▶ **Instructions to follow**
The entries underneath need to be duplicated exactly, with none omitted.

▶ **Task data**
----

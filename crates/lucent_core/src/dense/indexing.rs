use super::DenseArray;
use crate::{
    be::ops::transform,
    error::{Error, Result},
    layout::Layout,
};

/// One axis of a basic (NumPy-style) slice.
#[derive(Debug, Clone, Copy, PartialEq, Eq)]
#[cfg_attr(feature = "serde", derive(serde::Serialize, serde::Deserialize))]
pub enum SliceArg {
    /// Keep the whole axis.
    Full,
    /// Pick one position and drop the axis. Negative values count from the end.
    Index(isize),
    /// `start:stop:step` with `step >= 1`. Negative bounds count from the end;
    /// out-of-range bounds are clamped.
    Range {
        start: Option<isize>,
        stop: Option<isize>,
        step: isize,
    },
}

impl SliceArg {
    pub fn range(start: isize, stop: isize) -> Self {
        Self::Range {
            start: Some(start),
            stop: Some(stop),
            step: 1,
        }
    }

    pub fn start_at(start: isize) -> Self {
        Self::Range {
            start: Some(start),
            stop: None,
            step: 1,
        }
    }

    pub fn stop_at(stop: isize) -> Self {
        Self::Range {
            start: None,
            stop: Some(stop),
            step: 1,
        }
    }

    pub fn every(step: isize) -> Self {
        Self::Range {
            start: None,
            stop: None,
            step,
        }
    }
}

/// A slice resolved against a concrete shape: a strided view into the source.
#[derive(Debug, Clone, PartialEq, Eq)]
pub(crate) struct SliceView {
    pub offset: usize,
    pub dims: Vec<usize>,
    pub strides: Vec<usize>,
}

pub(crate) fn resolve_slice(shape: &[usize], args: &[SliceArg]) -> Result<SliceView> {
    if args.len() > shape.len() {
        return Err(Error::DimensionMismatch {
            expected: shape.len(),
            got: args.len(),
        });
    }

    let source_strides = Layout::compute_strides(shape);
    let mut view = SliceView {
        offset: 0,
        dims: Vec::with_capacity(shape.len()),
        strides: Vec::with_capacity(shape.len()),
    };

    for (axis, (&len, &stride)) in shape.iter().zip(&source_strides).enumerate() {
        match args.get(axis).copied().unwrap_or(SliceArg::Full) {
            SliceArg::Full => {
                view.dims.push(len);
                view.strides.push(stride);
            }
            SliceArg::Index(index) => {
                let resolved = if index < 0 { index + len as isize } else { index };
                if resolved < 0 || resolved >= len as isize {
                    return Err(Error::IndexOutOfBounds { index, size: len });
                }
                view.offset += resolved as usize * stride;
            }
            SliceArg::Range { start, stop, step } => {
                if step < 1 {
                    return Err(Error::InvalidArgument(format!("slice step must be positive, got {}", step)));
                }
                let clamp = |bound: isize| -> usize {
                    let b = if bound < 0 { bound + len as isize } else { bound };
                    b.clamp(0, len as isize) as usize
                };
                let start = start.map_or(0, clamp);
                let stop = stop.map_or(len, clamp);
                let count = if stop > start {
                    (stop - start).div_ceil(step as usize)
                } else {
                    0
                };
                view.offset += start.min(len) * stride;
                view.dims.push(count);
                view.strides.push(stride * step as usize);
            }
        }
    }

    Ok(view)
}

impl DenseArray {
    pub fn slice(&self, args: &[SliceArg]) -> Result<DenseArray> {
        let view = resolve_slice(self.shape(), args)?;
        let buffer = transform::strided_copy(self.buffer(), &view.dims, &view.strides, view.offset);
        Ok(DenseArray::from_parts(buffer, &view.dims))
    }

    /// Zeros of `shape` with `self` written where `slice(args)` would read.
    pub fn embed_slice(&self, shape: &[usize], args: &[SliceArg]) -> Result<DenseArray> {
        let view = resolve_slice(shape, args)?;
        if self.shape() != view.dims.as_slice() {
            return Err(Error::ShapeMismatch {
                expected: view.dims,
                got: self.shape().to_vec(),
                msg: "embed_slice".to_string(),
            });
        }
        let size = Layout::compute_size(shape);
        let buffer = transform::strided_scatter(self.buffer(), size, &view.dims, &view.strides, view.offset);
        Ok(DenseArray::from_parts(buffer, shape))
    }
}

----

▶ **Response**
filename crates/lucent_core/src/dense/indexing.rs
use super::DenseArray;
use crate::{
    be::ops::transform,
    error::{Error, Result},
    layout::Layout,
};

/// One axis of a basic (NumPy-style) slice.
#[derive(Debug, Clone, Copy, PartialEq, Eq)]
#[cfg_attr(feature = "serde", derive(serde::Serialize, serde::Deserialize))]
pub enum SliceArg {
    /// Keep the whole axis.
    Full,
    /// Pick one position and drop the axis. Negative values count from the end.
    Index(isize),
    /// `start:stop:step` with `step >= 1`. Negative bounds count from the end;
    /// out-of-range bounds are clamped.
    Range {
        start: Option<isize>,
        stop: Option<isize>,
        step: isize,
    },
}

impl SliceArg {
    pub fn range(start: isize, stop: isize) -> Self {
        Self::Range {
            start: Some(start),
            stop: Some(stop),
            step: 1,
        }
    }

    pub fn start_at(start: isize) -> Self {
        Self::Range {
            start: Some(start),
            stop: None,
            step: 1,
        }
    }

    pub fn stop_at(stop: isize) -> Self {
        Self::Range {
            start: None,
            stop: Some(stop),
            step: 1,
        }
    }

    pub fn every(step: isize) -> Self {
        Self::Range {
            start: None,
            stop: None,
            step,
        }
    }
}

/// A slice resolved against a concrete shape: a strided view into the source.
#[derive(Debug, Clone, PartialEq, Eq)]
pub(crate) struct SliceView {
    pub offset: usize,
    pub dims: Vec<usize>,
    pub strides: Vec<usize>,
}

pub(crate) fn resolve_slice(shape: &[usize], args: &[SliceArg]) -> Result<SliceView> {
    if args.len() > shape.len() {
        return Err(Error::DimensionMismatch {
            expected: shape.len(),
            got: args.len(),
        });
    }

    let source_strides = Layout::compute_strides(shape);
    let mut view = SliceView {
        offset: 0,
        dims: Vec::with_capacity(shape.len()),
        strides: Vec::with_capacity(shape.len()),
    };

    for (axis, (&len, &stride)) in shape.iter().zip(&source_strides).enumerate() {
        match args.get(axis).copied().unwrap_or(SliceArg::Full) {
            SliceArg::Full => {
                view.dims.push(len);
                view.strides.push(stride);
            }
            SliceArg::Index(index) => {
                let resolved = if index < 0 { index + len as isize } else { index };
                if resolved < 0 || resolved >= len as isize {
                    return Err(Error::IndexOutOfBounds { index, size: len });
                }
                view.offset += resolved as usize * stride;
            }
            SliceArg::Range { start, stop, step } => {
                if step < 1 {
                    return Err(Error::InvalidArgument(format!("slice step must be positive, got {}", step)));
                }
                let clamp = |bound: isize| -> usize {
                    let b = if bound < 0 { bound + len as isize } else { bound };
                    b.clamp(0, len as isize) as usize
                };
                let start = start.map_or(0, clamp);
                let stop = stop.map_or(len, clamp);
                let count = if stop > start {
                    (stop - start).div_ceil(step as usize)
                } else {
                    0
                };
                view.offset += start.min(len) * stride;
                view.dims.push(count);
                view.strides.push(stride * step as usize);
            }
        }
    }

    Ok(view)
}

impl DenseArray {
    pub fn slice(&self, args: &[SliceArg]) -> Result<DenseArray> {
        let view = resolve_slice(self.shape(), args)?;
        let buffer = transform::strided_copy(self.buffer(), &view.dims, &view.strides, view.offset);
        Ok(DenseArray::from_parts(buffer, &view.dims))
    }

    /// Zeros of `shape` with `self` written where `slice(args)` would read.
    pub fn embed_slice(&self, shape: &[usize], args: &[SliceArg]) -> Result<DenseArray> {
        let view = resolve_slice(shape, args)?;
        if self.shape() != view.dims.as_slice() {
            return Err(Error::ShapeMismatch {
                expected: view.dims,
                got: self.shape().to_vec(),
                msg: "embed_slice".to_string(),
            });
        }
        let size = Layout::compute_size(shape);
        let buffer = transform::strided_scatter(self.buffer(), size, &view.dims, &view.strides, view.offset);
        Ok(DenseArray::from_parts(buffer, shape))
    }
}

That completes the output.